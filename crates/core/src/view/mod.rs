//! Data model shared by the navigation stack and the tab selector.
//!
//! A *component* is a screen implementation; mounting it with a set of
//! [`ViewProps`] yields a *screen* instance. Controllers never talk to screens
//! directly: they describe what to show in a
//! [`TransitionRequest`](view_manager::TransitionRequest) and let the
//! [`ViewManager`](view_manager::ViewManager) mount, update or tear screens
//! down. Screens talk back only through the capability object carried in
//! their props.

pub mod navigation;
pub mod tabs;
pub mod view_controller;
pub mod view_manager;

use self::navigation::{NavigationDescription, NavigationStack, Navigator};
use self::tabs::Tabinator;
use self::view_controller::ViewControllerId;
use downcast_rs::{impl_downcast, Downcast};
use serde::{Deserialize, Serialize};
use serde_json::{Map, Value};
use std::cell::Cell;
use std::fmt;
use std::rc::Rc;
use std::sync::atomic::{AtomicU64, Ordering};
use std::sync::mpsc::Sender;

/// Numeric identifier of a controller instance.
pub type Id = u64;

/// Hands out process-wide unique controller ids.
pub struct IdFeeder(AtomicU64);

impl IdFeeder {
    pub const fn new(start: Id) -> Self {
        IdFeeder(AtomicU64::new(start))
    }

    pub fn next(&self) -> Id {
        self.0.fetch_add(1, Ordering::Relaxed)
    }
}

pub static ID_FEEDER: IdFeeder = IdFeeder::new(1);

/// Caller-supplied initialization data for a screen instance.
pub type Props = Map<String, Value>;

/// Opaque transient state a screen saves on unmount.
pub type SavedState = Map<String, Value>;

/// Sending half of the controller event channel.
pub type Hub = Sender<Event>;

/// Callback wired into chrome (back buttons, tabs).
pub type Action = Rc<dyn Fn()>;

/// Produces a fresh scroll handle for a new view controller.
pub type ScrollableFactory = Rc<dyn Fn() -> Scrollable>;

/// Visual kind of a transition between two screens.
#[derive(Debug, Clone, Copy, PartialEq, Eq, Hash, Serialize, Deserialize)]
#[serde(rename_all = "kebab-case")]
pub enum Transition {
    /// The new screen slides in (`show-from-right`).
    Forward,
    /// The previous screen is revealed (`reveal-from-right`).
    Backward,
    /// No animation.
    Instant,
}

impl Transition {
    pub fn forward(animated: bool) -> Transition {
        if animated {
            Transition::Forward
        } else {
            Transition::Instant
        }
    }

    pub fn backward(animated: bool) -> Transition {
        if animated {
            Transition::Backward
        } else {
            Transition::Instant
        }
    }

    /// Infers the direction of a completed update from the sequence lengths
    /// before and after it. Unchanged length carries no direction.
    pub fn from_length_delta(previous: usize, current: usize) -> Option<Transition> {
        match current.cmp(&previous) {
            std::cmp::Ordering::Less => Some(Transition::Backward),
            std::cmp::Ordering::Greater => Some(Transition::Forward),
            std::cmp::Ordering::Equal => None,
        }
    }

    pub fn as_str(self) -> &'static str {
        match self {
            Transition::Forward => "show-from-right",
            Transition::Backward => "reveal-from-right",
            Transition::Instant => "instant",
        }
    }
}

impl fmt::Display for Transition {
    fn fmt(&self, f: &mut fmt::Formatter<'_>) -> fmt::Result {
        f.write_str(self.as_str())
    }
}

/// Notifications emitted by controllers over the [`Hub`].
///
/// `owner` is the [`Id`] of the emitting controller, which lets a shell
/// ignore events coming from nested controllers.
#[derive(Debug, Clone, Copy, PartialEq, Eq)]
pub enum Event {
    /// A completed update left `view` active.
    ViewChanged {
        owner: Id,
        view: ViewControllerId,
        transition: Option<Transition>,
    },
    /// A view controller was pushed and its transition requested.
    Pushed { owner: Id, view: ViewControllerId },
    /// The stack was popped back to `view`.
    Popped { owner: Id, view: ViewControllerId },
}

/// Scroll offset of a screen's content.
#[derive(Debug, Clone, Copy, Default, PartialEq, Eq, Serialize, Deserialize)]
pub struct ScrollPosition {
    pub top: i32,
    pub left: i32,
}

/// Scroll handle shared by every mount of the same view controller, so the
/// position survives a screen being torn down and mounted again.
#[derive(Debug, Clone, Default)]
pub struct Scrollable(Rc<Cell<ScrollPosition>>);

impl Scrollable {
    pub fn new() -> Self {
        Self::default()
    }

    pub fn position(&self) -> ScrollPosition {
        self.0.get()
    }

    pub fn scroll_to(&self, position: ScrollPosition) {
        self.0.set(position);
    }

    /// True when both handles refer to the same underlying position.
    pub fn ptr_eq(&self, other: &Scrollable) -> bool {
        Rc::ptr_eq(&self.0, &other.0)
    }

    pub fn default_factory() -> ScrollableFactory {
        Rc::new(Scrollable::new)
    }
}

/// The capability object injected into a screen's props.
#[derive(Debug, Clone)]
pub enum Capability {
    Navigator(Navigator),
    Tabinator(Tabinator),
}

/// Everything a screen receives when it is mounted or updated.
#[derive(Debug, Clone)]
pub struct ViewProps {
    pub props: Props,
    /// State saved by the previous mount of the same view controller.
    pub initial_state: Option<SavedState>,
    pub scrollable: Scrollable,
    pub capability: Capability,
}

impl ViewProps {
    pub fn navigator(&self) -> Option<&Navigator> {
        match self.capability {
            Capability::Navigator(ref navigator) => Some(navigator),
            Capability::Tabinator(_) => None,
        }
    }

    pub fn tabinator(&self) -> Option<&Tabinator> {
        match self.capability {
            Capability::Tabinator(ref tabinator) => Some(tabinator),
            Capability::Navigator(_) => None,
        }
    }

    /// Saves `state` through whichever capability this screen was given.
    pub fn save_state(&self, state: &SavedState) {
        match self.capability {
            Capability::Navigator(ref navigator) => navigator.save_state(state),
            Capability::Tabinator(ref tabinator) => tabinator.save_state(state),
        }
    }
}

/// A screen implementation, i.e. something that can be rendered with props.
///
/// Controllers compare components by `Rc` identity.
pub trait Component {
    fn name(&self) -> &str;

    fn mount(&self, props: ViewProps) -> Box<dyn Screen>;
}

/// A mounted screen instance.
pub trait Screen: Downcast {
    /// Called when the view manager re-targets the already mounted screen.
    fn update(&mut self, _props: ViewProps) {}

    /// Called right before the screen is torn down. Screens that want their
    /// transient state back on the next mount save it here.
    fn will_unmount(&mut self) {}

    /// Screens that drive navigation chrome expose their metadata here.
    fn navigation_metadata(&self) -> Option<&dyn NavigationMetadata> {
        None
    }

    /// Screens that host a stack of their own return it here, so chrome can
    /// describe the nested active screen instead.
    fn nested_navigator(&self) -> Option<NavigationStack> {
        None
    }
}

impl_downcast!(Screen);

/// Optional capability of a [`Screen`]: describe the navigation bar.
pub trait NavigationMetadata {
    fn navigation(&self) -> NavigationDescription;
}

+++++

ACTION ITEM => Report every line in the data that holds "PartialEq", copying each one.

RESPONSE BELOW =>
#[derive(Debug, Clone, Copy, PartialEq, Eq, Hash, Serialize, Deserialize)]
#[derive(Debug, Clone, Copy, PartialEq, Eq)]
#[derive(Debug, Clone, Copy, Default, PartialEq, Eq, Serialize, Deserialize)]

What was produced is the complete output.